Case Name: Refined Metals Corporation v. NL Industries Inc.,

Case No.: 18-3235

Officials: WOOD, Chief Judge, and FLAUM and SYKES, Circuit Judge

Focus: Time-barred – CERCLA – Contribution Claim

This is a case about who should bear the costs of cleaning up a contaminated lead smelter site in Beech Grove, Indiana, a suburb of Indianapolis. Plaintiff Refined Metal Corporation (“Refined”) has owned the site since 1980, when it acquired it from defendant NL Industries Inc. (“NL”). After years of litigation involving both the federal Environmental Protection Agency (“EPA”) and the Indiana Department of Environmental Management (“IDEM”), Refined entered into a settlement with both agencies in 1998. The 1998 Decree, as we will call it, required Refined to close the site, pay a $210,000 fine, and remedy the contamination. For their part, EPA and IDEM agreed not to bring suit against Refined on at least some of their potential claims (though the parties dispute the scope of those covenants). These covenants not to sue took effect immediately upon the entry of the 1998 Decree. In 2017, almost 19 years later, Refined sued NL to recoup some of the cleanup costs for which it is responsible.

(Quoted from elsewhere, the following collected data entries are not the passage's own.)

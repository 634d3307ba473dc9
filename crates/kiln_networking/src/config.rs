//! # Configuration
//!
//! TOML loading for [`ClientConfig`] and [`ServerConfig`].
//!
//! Every field has a default, so a file only lists what it overrides:
//!
//! ```toml
//! [server]
//! port = 9000
//! max_clients = 8
//!
//! [client]
//! nodelay = false
//! ```

use std::path::Path;

use serde::de::DeserializeOwned;
use serde::Deserialize;
use thiserror::Error;

use crate::client::ClientConfig;
use crate::server::ServerConfig;

/// Configuration errors.
#[derive(Error, Debug)]
pub enum ConfigError {
    /// The file could not be read.
    #[error("IO error: {0}")]
    Io(#[from] std::io::Error),

    /// The file is not valid TOML for the expected shape.
    #[error("Parse error: {0}")]
    Parse(#[from] toml::de::Error),

    /// A value is out of range.
    #[error("Invalid configuration: {0}")]
    Invalid(String),
}

/// Result type for configuration loading.
pub type ConfigResult<T> = Result<T, ConfigError>;

/// Client and server sections of one configuration file.
#[derive(Debug, Clone, Default, Deserialize)]
#[serde(default)]
pub struct NetConfig {
    /// `[client]` section.
    pub client: ClientConfig,
    /// `[server]` section.
    pub server: ServerConfig,
}

impl NetConfig {
    /// Loads and validates a configuration file.
    ///
    /// # Errors
    ///
    /// Any [`ConfigError`].
    pub fn load(path: impl AsRef<Path>) -> ConfigResult<Self> {
        let config: Self = load_toml(path)?;
        config.validate()?;
        Ok(config)
    }

    /// Validates both sections.
    ///
    /// # Errors
    ///
    /// [`ConfigError::Invalid`] naming the first bad value.
    pub fn validate(&self) -> ConfigResult<()> {
        self.client.validate()?;
        self.server.validate()
    }
}

/// Reads `path` and parses it as `T`.
///
/// # Errors
///
/// [`ConfigError::Io`] or [`ConfigError::Parse`].
pub fn load_toml<T: DeserializeOwned>(path: impl AsRef<Path>) -> ConfigResult<T> {
    let path = path.as_ref();
    let text = std::fs::read_to_string(path)?;
    tracing::debug!("Loaded configuration from {}", path.display());
    parse_toml(&text)
}

/// Parses `text` as `T`.
///
/// # Errors
///
/// [`ConfigError::Parse`].
pub fn parse_toml<T: DeserializeOwned>(text: &str) -> ConfigResult<T> {
    Ok(toml::from_str(text)?)
}

/// Fails with [`ConfigError::Invalid`] when `value` is zero.
pub(crate) fn require_nonzero(name: &str, value: usize) -> ConfigResult<()> {
    if value == 0 {
        return Err(ConfigError::Invalid(format!("{name} must be greater than zero")));
    }
    Ok(())
}

#[cfg(test)]
mod tests {
    use super::*;
    use std::net::{IpAddr, Ipv4Addr};

    #[test]
    fn test_empty_file_is_all_defaults() {
        let config: NetConfig = parse_toml("").unwrap();
        assert_eq!(config.server.port, crate::DEFAULT_PORT);
        assert_eq!(config.server.max_clients, crate::DEFAULT_MAX_CLIENTS);
        assert_eq!(config.client.recv_buffer_size, crate::DEFAULT_BUFFER_SIZE);
        assert!(config.validate().is_ok());
    }

    #[test]
    fn test_partial_override() {
        let text = r#"
            [server]
            bind_address = "127.0.0.1"
            port = 9000
            max_clients = 8

            [client]
            nodelay = false
        "#;
        let config: NetConfig = parse_toml(text).unwrap();

        assert_eq!(config.server.bind_address, IpAddr::V4(Ipv4Addr::LOCALHOST));
        assert_eq!(config.server.port, 9000);
        assert_eq!(config.server.max_clients, 8);
        assert_eq!(config.server.backlog, ServerConfig::default().backlog);
        assert!(!config.client.nodelay);
    }

    #[test]
    fn test_section_alone() {
        let server: ServerConfig = parse_toml("port = 1234").unwrap();
        assert_eq!(server.port, 1234);
    }

    #[test]
    fn test_parse_error() {
        let result: ConfigResult<NetConfig> = parse_toml("[server]\nport = \"high\"");
        assert!(matches!(result, Err(ConfigError::Parse(_))));
    }

    #[test]
    fn test_validate_rejects_zero_values() {
        let mut config = NetConfig::default();
        config.server.max_clients = 0;
        assert!(matches!(config.validate(), Err(ConfigError::Invalid(_))));

        let mut config = NetConfig::default();
        config.client.send_buffer_size = 0;
        assert!(matches!(config.validate(), Err(ConfigError::Invalid(_))));

        let mut config = NetConfig::default();
        config.server.backlog = 0;
        assert!(matches!(config.validate(), Err(ConfigError::Invalid(_))));
    }

    #[test]
    fn test_load_missing_file() {
        let result = NetConfig::load("/nonexistent/kiln.toml");
        assert!(matches!(result, Err(ConfigError::Io(_))));
    }
}
/// An owned OS socket.
///
/// Dropping the socket closes the OS handle.
pub struct Socket {
    handle: Handle,
    blocking: bool,
    bound: bool,
    listening: bool,
    connected: bool,
    /// Set once bound (or accepted); meaningless before.
    local: Option<Address>,
    /// Remote endpoint of a connected TCP socket.
    remote: Option<Address>,
}
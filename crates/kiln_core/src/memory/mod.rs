//! # Memory Management
//!
//! Fixed-capacity storage for the network pump loop.
//!
//! ## Design Philosophy
//!
//! Every buffer is allocated once when a client or peer is created. While
//! bytes are flowing:
//! - No heap allocations
//! - No partial writes (a write either fits or is refused)
//! - Back-pressure is visible to the producer as a refused write

mod byte_buffer;

pub use byte_buffer::ByteBuffer;
//! # Network Client
//!
//! One outgoing TCP connection, driven one tick at a time.
//!
//! ## State Machine
//!
//! ```text
//!               connect()                resolve ok
//! Disconnected ─────────▶ ResolvingAddress ─────────▶ Connecting
//!      ▲                        │                        │
//!      │                   resolve fail       last candidate fails
//!      │                        ▼                        │
//!      │                      Error ◀────────────────────┤
//!      │                        │ on_error               │ connected
//!      │                        ▼                        ▼
//!      └──────────────── Disconnecting ◀────────────  Connected
//!        on_disconnected               disconnect() / peer close / I/O error
//! ```
//!
//! `Error` is transient: the update that enters it also reports the error and
//! finishes the disconnect, so a host only ever observes the other states
//! between updates.
//!
//! ## Fail-over
//!
//! Every address the resolver returns is a candidate. A candidate that
//! refuses (immediately or via `check_connect`) is dropped and the next one
//! is tried in the same update. Only when all of them fail does the client
//! report [`NetError::ConnectFailed`].

mod config;
mod handler;

pub use config::ClientConfig;
pub use handler::ClientHandler;

use kiln_core::ByteBuffer;

use crate::error::{NetError, NetResult};
use crate::outbox::Outbox;
use crate::socket::{Address, Resolver, Socket, SocketKind, SystemResolver};
use crate::system::ensure_initialized;

/// Client state.
#[derive(Clone, Copy, Debug, Default, PartialEq, Eq)]
pub enum ClientState {
    /// Idle; `connect` may be called.
    #[default]
    Disconnected,
    /// Host name lookup pending.
    ResolvingAddress,
    /// Trying candidate addresses.
    Connecting,
    /// Connection established.
    Connected,
    /// Tearing the connection down.
    Disconnecting,
    /// A fatal error occurred.
    Error,
}

/// Non-blocking TCP client.
pub struct Client<H: ClientHandler> {
    config: ClientConfig,
    handler: H,
    resolver: Box<dyn Resolver>,
    state: ClientState,
    socket: Option<Socket>,
    outbound: ByteBuffer,
    inbound: ByteBuffer,
    host: String,
    port: u16,
    /// Resolved addresses and the index of the one being tried.
    candidates: Vec<Address>,
    candidate: usize,
    /// Reported to `on_disconnected`; also carries the error in `Error`.
    reason: NetResult<()>,
}

impl<H: ClientHandler> Client<H> {
    /// Creates a disconnected client using the system resolver.
    ///
    /// # Errors
    ///
    /// - [`NetError::InvalidArgument`] for a zero buffer size
    /// - [`NetError::OutOfMemory`] when the buffers cannot be allocated
    pub fn new(config: ClientConfig, handler: H) -> NetResult<Self> {
        if config.validate().is_err() {
            return Err(NetError::InvalidArgument);
        }

        Ok(Self {
            outbound: ByteBuffer::with_capacity(config.send_buffer_size)?,
            inbound: ByteBuffer::with_capacity(config.recv_buffer_size)?,
            config,
            handler,
            resolver: Box::new(SystemResolver),
            state: ClientState::Disconnected,
            socket: None,
            host: String::new(),
            port: 0,
            candidates: Vec::new(),
            candidate: 0,
            reason: Ok(()),
        })
    }

    /// Replaces the resolver used for host lookups.
    #[must_use]
    pub fn with_resolver(mut self, resolver: impl Resolver + 'static) -> Self {
        self.resolver = Box::new(resolver);
        self
    }

    /// Returns the current state.
    #[inline]
    #[must_use]
    pub const fn state(&self) -> ClientState {
        self.state
    }

    /// Returns the configuration.
    #[inline]
    #[must_use]
    pub const fn config(&self) -> &ClientConfig {
        &self.config
    }

    /// Returns the event handler.
    #[inline]
    #[must_use]
    pub const fn handler(&self) -> &H {
        &self.handler
    }

    /// Returns the event handler mutably.
    #[inline]
    pub fn handler_mut(&mut self) -> &mut H {
        &mut self.handler
    }

    /// Consumes the client, returning its handler.
    #[must_use]
    pub fn into_handler(self) -> H {
        self.handler
    }

    /// Returns the number of queued outbound bytes.
    #[inline]
    #[must_use]
    pub fn pending_send(&self) -> usize {
        self.outbound.used()
    }

    /// Returns the server address while connected.
    #[must_use]
    pub fn remote_address(&self) -> Option<&Address> {
        self.socket.as_ref().and_then(Socket::remote_address)
    }

    /// Starts connecting to `host:port`.
    ///
    /// Nothing touches the network until the next [`update`](Self::update).
    ///
    /// # Errors
    ///
    /// - [`NetError::InvalidArgument`] for an empty host
    /// - [`NetError::InvalidState`] unless disconnected
    /// - [`NetError::NotInitialized`] outside `net_init`/`net_shutdown`
    pub fn connect(&mut self, host: &str, port: u16) -> NetResult<()> {
        ensure_initialized()?;
        if host.is_empty() {
            return Err(NetError::InvalidArgument);
        }
        if self.state != ClientState::Disconnected {
            return Err(NetError::InvalidState);
        }

        tracing::info!("Connecting to {}:{}", host, port);
        host.clone_into(&mut self.host);
        self.port = port;
        self.candidates.clear();
        self.candidate = 0;
        self.reason = Ok(());
        self.set_state(ClientState::ResolvingAddress);
        Ok(())
    }

    /// Requests a disconnect; it completes, with `on_disconnected(Ok(()))`,
    /// on the next update.
    ///
    /// # Errors
    ///
    /// [`NetError::InvalidState`] when already disconnected.
    pub fn disconnect(&mut self) -> NetResult<()> {
        match self.state {
            ClientState::Disconnected => Err(NetError::InvalidState),
            ClientState::Disconnecting => Ok(()),
            _ => {
                self.reason = Ok(());
                self.set_state(ClientState::Disconnecting);
                Ok(())
            }
        }
    }

    /// Queues `data` for sending.
    ///
    /// Allowed while connecting or connected; bytes queued while connecting
    /// go out once the connection is up. Returns false, queueing nothing,
    /// when the state does not allow it or the outbound buffer lacks room.
    pub fn send_data(&mut self, data: &[u8]) -> bool {
        if !matches!(self.state, ClientState::Connecting | ClientState::Connected) {
            return false;
        }
        self.outbound.write(data)
    }

    /// Advances the state machine by one tick.
    pub fn update(&mut self) {
        if self.state == ClientState::ResolvingAddress {
            self.resolve();
        }
        if self.state == ClientState::Connecting {
            self.advance_connect();
        }
        if self.state == ClientState::Connected {
            self.pump();
        }
        if self.state == ClientState::Error {
            let error = self.reason.err().unwrap_or(NetError::UnknownError);
            self.handler.on_error(error);
            self.set_state(ClientState::Disconnecting);
        }
        if self.state == ClientState::Disconnecting {
            self.finish_disconnect();
        }
    }

    fn set_state(&mut self, state: ClientState) {
        if self.state != state {
            tracing::debug!("Client state {:?} -> {:?}", self.state, state);
            self.state = state;
        }
    }

    fn fail(&mut self, error: NetError) {
        tracing::warn!("Client error: {}", error);
        self.reason = Err(error);
        self.set_state(ClientState::Error);
    }

    fn resolve(&mut self) {
        match self.resolver.resolve(&self.host, self.port, SocketKind::Tcp) {
            Ok(candidates) if !candidates.is_empty() => {
                self.candidates = candidates;
                self.candidate = 0;
                self.set_state(ClientState::Connecting);
            }
            Ok(_) => self.fail(NetError::ResolveFailed),
            Err(error) => self.fail(error),
        }
    }

    fn advance_connect(&mut self) {
        loop {
            let Some(target) = self.candidates.get(self.candidate).cloned() else {
                tracing::warn!(
                    "All {} address(es) for {}:{} failed",
                    self.candidates.len(),
                    self.host,
                    self.port
                );
                self.fail(NetError::ConnectFailed);
                return;
            };

            let result = if let Some(socket) = self.socket.as_mut() {
                socket.check_connect()
            } else {
                self.start_connect(&target)
            };

            match result {
                Ok(()) => {
                    tracing::info!("Connected to {}", target);
                    self.set_state(ClientState::Connected);
                    let mut outbox = Outbox::new(&mut self.outbound);
                    self.handler.on_connected(&mut outbox);
                    return;
                }
                Err(NetError::WouldBlock) => return,
                Err(error) => {
                    tracing::debug!("Candidate {} failed: {}", target, error);
                    self.socket = None;
                    self.candidate += 1;
                }
            }
        }
    }

    /// Opens a socket for `target` and starts connecting; the socket is kept
    /// while the attempt is alive.
    fn start_connect(&mut self, target: &Address) -> NetResult<()> {
        let mut socket = Socket::create_with_family(SocketKind::Tcp, target.family(), false)?;
        if self.config.nodelay {
            socket.set_nodelay(true)?;
        }

        let result = socket.connect(target);
        if matches!(result, Ok(()) | Err(NetError::WouldBlock)) {
            self.socket = Some(socket);
        }
        result
    }

    fn pump(&mut self) {
        let Some(socket) = self.socket.as_mut() else {
            self.fail(NetError::InvalidState);
            return;
        };

        while !self.outbound.is_empty() {
            match socket.send(self.outbound.readable()) {
                Ok(0) => break,
                Ok(sent) => {
                    self.outbound.consume(sent);
                }
                Err(error) if error.is_transient() => break,
                Err(error) => {
                    self.fail(error);
                    return;
                }
            }
        }

        loop {
            let received = match socket.recv(self.inbound.writable()) {
                Ok(0) => {
                    tracing::info!("Server closed the connection");
                    self.reason = Ok(());
                    self.set_state(ClientState::Disconnecting);
                    return;
                }
                Ok(received) => received,
                Err(error) if error.is_transient() => return,
                Err(error) => {
                    self.fail(error);
                    return;
                }
            };
            self.inbound.commit(received);

            let mut outbox = Outbox::new(&mut self.outbound);
            let consumed = self.handler.on_data_received(self.inbound.readable(), &mut outbox);
            self.inbound.consume(consumed);

            if self.inbound.is_full() {
                tracing::warn!(
                    "Receive buffer full ({} bytes) and nothing consumed",
                    self.inbound.capacity()
                );
                self.fail(NetError::RecvFailed);
                return;
            }
        }
    }

    fn finish_disconnect(&mut self) {
        if let Some(mut socket) = self.socket.take() {
            socket.flush_before_close(self.outbound.readable());
        }
        self.outbound.clear();
        self.inbound.clear();
        self.candidates.clear();
        self.candidate = 0;

        self.set_state(ClientState::Disconnected);
        let reason = std::mem::replace(&mut self.reason, Ok(()));
        tracing::info!("Disconnected from {}:{} ({:?})", self.host, self.port, reason);
        self.handler.on_disconnected(reason);
    }
}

A delay of 19 years is a long time to keep an entitlement to reimbursement up in the air. The question before us is whether it is so long that Refined lost its statutory right to bring this action. The district court found that Refined’s claim qualified as a “contribution action” under section 113(f)(3)(B) of the Comprehensive Environmental Response, Compensation, and Liability Act (“CERCLA”), 42 U.S.C. § 9613(f)(3)(B). Contribution claims are subject to a three-year statute of limitations, and so the court dismissed the suit on that ground. It also relinquished supplemental jurisdiction over Refined’s state law claims. On appeal, Refined argues that its suit is instead a “cost-recovery” action under section 107(a) of CERCLA, 42 U.S.C. § 9607(a), and that it would be timely under that subsection’s more permissive limitations period. NL contends that it wins no matter which CERCLA provision applies, given that the statute of limitations applicable to section 107(a) is only six years and, as NL sees things, that clock began running and expired long ago.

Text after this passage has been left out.